Stored items:
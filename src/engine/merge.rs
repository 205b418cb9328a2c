//! The smart-merge algorithm.
//!
//! Walks an existing file line by line, resolves the snippet for each
//! insertion marker (exact key first, then fuzzy), and inserts it exactly
//! once. Layered idempotency checks make repeated merges no-ops, so the
//! function is safe to re-run arbitrarily many times against drifting
//! hand-edited files.

use std::collections::{BTreeMap, BTreeSet};

use regex_lite::Regex;

use crate::engine::locate::normalize_ws;
use crate::engine::marker::{self, Direction};
use crate::engine::snippet::{self, split_lines_preserve};

/// Merge a template's snippet groups into `existing` at its markers.
///
/// Idempotent: `smart_merge(smart_merge(a, t), t) == smart_merge(a, t)`.
pub fn smart_merge(existing: &str, template: &str) -> String {
    let snippets = snippet::extract(template);
    if snippets.is_empty() {
        return existing.to_string();
    }

    let lines = split_lines_preserve(existing);
    let mut out: Vec<String> = Vec::with_capacity(lines.len());
    let mut consumed: BTreeSet<String> = BTreeSet::new();

    for (i, line) in lines.iter().enumerate() {
        let Some((marker_key, direction)) = marker::parse_marker(line) else {
            out.push(line.clone());
            continue;
        };

        let Some((snippet_key, body)) = lookup_snippet(&marker_key, &snippets) else {
            out.push(line.clone());
            continue;
        };

        // One insertion per key per pass; duplicate markers for a handled
        // key are dropped from the output.
        if consumed.contains(snippet_key) {
            continue;
        }
        consumed.insert(snippet_key.clone());

        if already_present(&lines, i, body, direction) {
            out.push(line.clone());
            continue;
        }

        match direction {
            Direction::Below => {
                out.push(line.clone());
                out.extend(body.lines().map(|l| l.to_string()));
            }
            Direction::Above => {
                out.extend(body.lines().map(|l| l.to_string()));
                out.push(line.clone());
            }
        }
    }

    out.join("\n")
}

/// Uppercase-alphanumeric-only form of a key, the basis for fuzzy matching.
fn sanitize_key(key: &str) -> String {
    key.chars()
        .filter(|c| c.is_alphanumeric())
        .map(|c| c.to_ascii_uppercase())
        .collect()
}

/// Resolve the snippet for a marker or action key.
///
/// Exact match first. Otherwise both sides are sanitized: an exact sanitized
/// match wins, then a containment match (marker key inside a snippet key),
/// then reverse containment. Multiple candidates resolve to the shortest
/// key; remaining ties break lexicographically, so resolution never
/// alternates between runs.
pub fn lookup_snippet<'a>(
    marker_key: &str,
    snippets: &'a BTreeMap<String, String>,
) -> Option<(&'a String, &'a String)> {
    if let Some((k, v)) = snippets.get_key_value(marker_key) {
        return Some((k, v));
    }

    let wanted = sanitize_key(marker_key);
    if wanted.is_empty() {
        return None;
    }

    let sanitized: Vec<(&String, String)> = snippets
        .keys()
        .map(|k| (k, sanitize_key(k)))
        .collect();

    if let Some((k, _)) = sanitized.iter().find(|(_, s)| *s == wanted) {
        return snippets.get_key_value(k.as_str());
    }

    // Shortest candidate wins; remaining ties break lexicographically.
    let containing = sanitized
        .iter()
        .filter(|(_, s)| s.contains(&wanted))
        .map(|(k, _)| *k)
        .min_by(|a, b| a.len().cmp(&b.len()).then_with(|| a.cmp(b)));
    if let Some(k) = containing {
        return snippets.get_key_value(k.as_str());
    }

    let contained = sanitized
        .iter()
        .filter(|(_, s)| !s.is_empty() && wanted.contains(s.as_str()))
        .map(|(k, _)| *k)
        .min_by(|a, b| a.len().cmp(&b.len()).then_with(|| a.cmp(b)))?;
    snippets.get_key_value(contained.as_str())
}

/// Layered idempotency checks run before inserting a snippet at a marker.
fn already_present(lines: &[String], marker_index: usize, body: &str, direction: Direction) -> bool {
    let body_lines: Vec<&str> = body.lines().collect();
    let needle: Vec<String> = body_lines
        .iter()
        .map(|l| normalize_ws(l))
        .filter(|l| !l.is_empty())
        .collect();
    if needle.is_empty() {
        return true;
    }

    // Whitespace-normalized containment anywhere in the file.
    let haystack: Vec<String> = lines.iter().map(|l| normalize_ws(l)).collect();
    if haystack.len() >= needle.len() {
        for i in 0..=haystack.len() - needle.len() {
            if haystack[i..i + needle.len()] == needle[..] {
                return true;
            }
        }
    }

    // Single array-item line, compared with all whitespace removed.
    if body_lines.len() == 1 {
        let stripped = strip_ws(body_lines[0]);
        if stripped.ends_with(',') && lines.iter().any(|l| strip_ws(l) == stripped) {
            return true;
        }
    }

    // An import of the same module path already exists.
    let import_paths: Vec<String> = body_lines
        .iter()
        .filter_map(|l| import_module_path(l))
        .collect();
    if !import_paths.is_empty()
        && import_paths.len() == body_lines.iter().filter(|l| !l.trim().is_empty()).count()
    {
        let existing_paths: BTreeSet<String> =
            lines.iter().filter_map(|l| import_module_path(l)).collect();
        if import_paths.iter().all(|p| existing_paths.contains(p)) {
            return true;
        }
    }

    // The lines adjacent to the marker, in the insertion direction, already
    // equal the snippet.
    let adjacent: Vec<&String> = match direction {
        Direction::Below => lines.iter().skip(marker_index + 1).take(body_lines.len()).collect(),
        Direction::Above => {
            let start = marker_index.saturating_sub(body_lines.len());
            lines[start..marker_index].iter().collect()
        }
    };
    if adjacent.len() == body_lines.len()
        && adjacent
            .iter()
            .zip(&body_lines)
            .all(|(a, b)| a.trim() == b.trim())
    {
        return true;
    }

    false
}

fn strip_ws(line: &str) -> String {
    line.chars().filter(|c| !c.is_whitespace()).collect()
}

/// Extract the module path from an import/require line.
pub fn import_module_path(line: &str) -> Option<String> {
    let t = line.trim_start();
    if !(t.starts_with("import ")
        || t.starts_with("import{")
        || t.starts_with("import\"")
        || t.starts_with("import'")
        || t.starts_with("export ")
        || t.contains("require("))
    {
        return None;
    }

    let from_re = Regex::new(r#"from\s+['"]([^'"]+)['"]"#).unwrap();
    if let Some(caps) = from_re.captures(t) {
        return Some(caps[1].to_string());
    }
    let require_re = Regex::new(r#"require\(\s*['"]([^'"]+)['"]\s*\)"#).unwrap();
    if let Some(caps) = require_re.captures(t) {
        return Some(caps[1].to_string());
    }
    let bare_re = Regex::new(r#"^import\s*['"]([^'"]+)['"]"#).unwrap();
    if let Some(caps) = bare_re.captures(t) {
        return Some(caps[1].to_string());
    }
    None
}

/// Post-merge cleanup: removes a later duplicate import line for a module
/// path already imported earlier, and a later duplicate bare-identifier
/// list-item line, whitespace-normalized. First occurrence wins.
pub fn dedupe(text: &str) -> String {
    let lines = split_lines_preserve(text);
    let mut seen_imports: BTreeSet<String> = BTreeSet::new();
    let mut seen_items: BTreeSet<String> = BTreeSet::new();
    let mut out: Vec<String> = Vec::with_capacity(lines.len());

    for line in lines {
        if marker::is_import_line(&line) {
            if let Some(path) = import_module_path(&line) {
                if !seen_imports.insert(path) {
                    continue;
                }
            }
        } else if marker::is_list_item_line(&line) {
            if !seen_items.insert(strip_ws(&line)) {
                continue;
            }
        }
        out.push(line);
    }

    out.join("\n")
}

WHAT YOU SHOULD DO – Write out every line of the data that holds the word "snippets".

ANSWER TO THE PROBLEM –
    let snippets = snippet::extract(template);
    if snippets.is_empty() {
        let Some((snippet_key, body)) = lookup_snippet(&marker_key, &snippets) else {
    snippets: &'a BTreeMap<String, String>,
    if let Some((k, v)) = snippets.get_key_value(marker_key) {
    let sanitized: Vec<(&String, String)> = snippets
        return snippets.get_key_value(k.as_str());
        return snippets.get_key_value(k.as_str());
    snippets.get_key_value(contained.as_str())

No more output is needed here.